You may have even met some of them and didn't realize it because many of them are living lives similar to yours prior to coming out in which they don't reveal their trans status to anyone but a trusted few people with their secret.  

And why is that?   Because as the recent Task Force/NCTE survey reveals, we have a rough time just living our lives and it can sometimes have deleterious effects on our careers.  

That survey revealed Black transgender people live in extreme poverty with 34% reporting incomes of less than $10,000.  Black trans people suffer severe economic distress because of unemployment related to discrimination based on the oppressions of race, gender and transphobic bias.  Approximately 32% reported losing their job due to bias and 48% were not hired due to bias. 

And this is just the tip of the iceberg of the issues suffered by Black transsexuals.   We are taking the brunt of the casualties in terms of anti-trans violence aimed at us.  To get an idea just how bad the situation is, I urge you to attend this year's Transgender Day Of Remembrance events either in Atlanta or New York and you will see firsthand when they read the names of the fallen how many of them are trans people of color. 
  
There is also the invisibility aspect that NAACP played into with our erasure from that panel.   Trans issues have been discussed since Christine Jorgenson stepped off her New York flight from Denmark to the glare of flashing camera lightbulbs and the crush of media coverage in February 1953 but African-American transpeople are barely acknowledged as existing.

The conversations, activism and direction of the trans rights movement have been dominated by white people for almost 60 years.   Black transpeople are barely part of the conversation despite the fact that we have helped write much of the history and done much of the grunt work in terms of putting our lives and livelihoods on the line to stand up for ours and other people's civil rights.  It was African descended trans people in Philadelphia who jumped off the first trans specific issues protest in April-May 1965.   

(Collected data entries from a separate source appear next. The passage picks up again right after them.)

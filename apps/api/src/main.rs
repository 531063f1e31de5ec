mod config;
mod errors;
mod extract;
mod llm_client;
mod models;
mod pipeline;
mod resume;
mod routes;
mod search;
mod session;
mod state;
mod store;

use anyhow::Result;
use std::net::SocketAddr;
use std::sync::Arc;
use tower_http::{cors::CorsLayer, trace::TraceLayer};
use tracing::info;
use tracing_subscriber::{layer::SubscriberExt, util::SubscriberInitExt, EnvFilter};

use crate::config::Config;
use crate::llm_client::{ApiKeySource, GeminiClient};
use crate::resume::GeminiResumeParser;
use crate::routes::build_router;
use crate::state::AppState;
use crate::store::MockStore;

#[tokio::main]
async fn main() -> Result<()> {
    let config = Config::from_env()?;

    // Initialize structured logging
    tracing_subscriber::registry()
        .with(EnvFilter::try_from_default_env().unwrap_or_else(|_| {
            EnvFilter::new(format!(
                "{}={}",
                env!("CARGO_PKG_NAME").replace('-', "_"),
                &config.rust_log
            ))
        }))
        .with(tracing_subscriber::fmt::layer())
        .init();

    info!("Starting AIOJobs API v{}", env!("CARGO_PKG_VERSION"));

    let store = MockStore::seeded()?;

    // Key is read per call, so a missing key only fails resume parsing.
    let gemini = GeminiClient::new(&config, ApiKeySource::Environment)?;
    info!("LLM client initialized (model: {})", gemini.model());
    if ApiKeySource::Environment.resolve().is_none() {
        tracing::warn!("No Gemini API key set; resume parsing will fail until one is provided");
    }

    info!(
        "Transition policy: {}, search delay: {}ms, quick filter delay: {}ms",
        config.transition_policy,
        config.search_delay.as_millis(),
        config.quick_filter_delay.as_millis()
    );

    let state = AppState::new(
        config.clone(),
        store,
        Arc::new(GeminiResumeParser(gemini)),
    );

    let app = build_router(state)
        .layer(TraceLayer::new_for_http())
        .layer(CorsLayer::permissive());

    let addr: SocketAddr = format!("0.0.0.0:{}", config.port).parse()?;
    info!("Listening on {addr}");

    let listener = tokio::net::TcpListener::bind(addr).await?;
    axum::serve(listener, app).await?;

    Ok(())
}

When Johns Hopkins Hospital in Baltimore began doing SRS surgeries in 1967, African-American transwoman Avon Wilson was their first patient. 


Yes Mr. Lemon, we African descended transpeople exist and we're not going away.  The reason trans issues aren't as advanced as they need to be is because of repeated deliberate actions by the GL community to cut us out of badly needed civil rights legislation as legislative bargaining chips or deliberate attempts to drown out our ability to be integral parts of the civil rights conversation.    

Black transpeople are beyond sick and tired of being sick and tired of the erasure, tired of our sisters blood being shed, tired of the erasure, tired of the disrespect and dehumanizing behavior aimed at us, and were tired of being excluded from the African American family table.

So Mr. Lemon, I ask the question again.   If you were in our shoes, how mad would you be?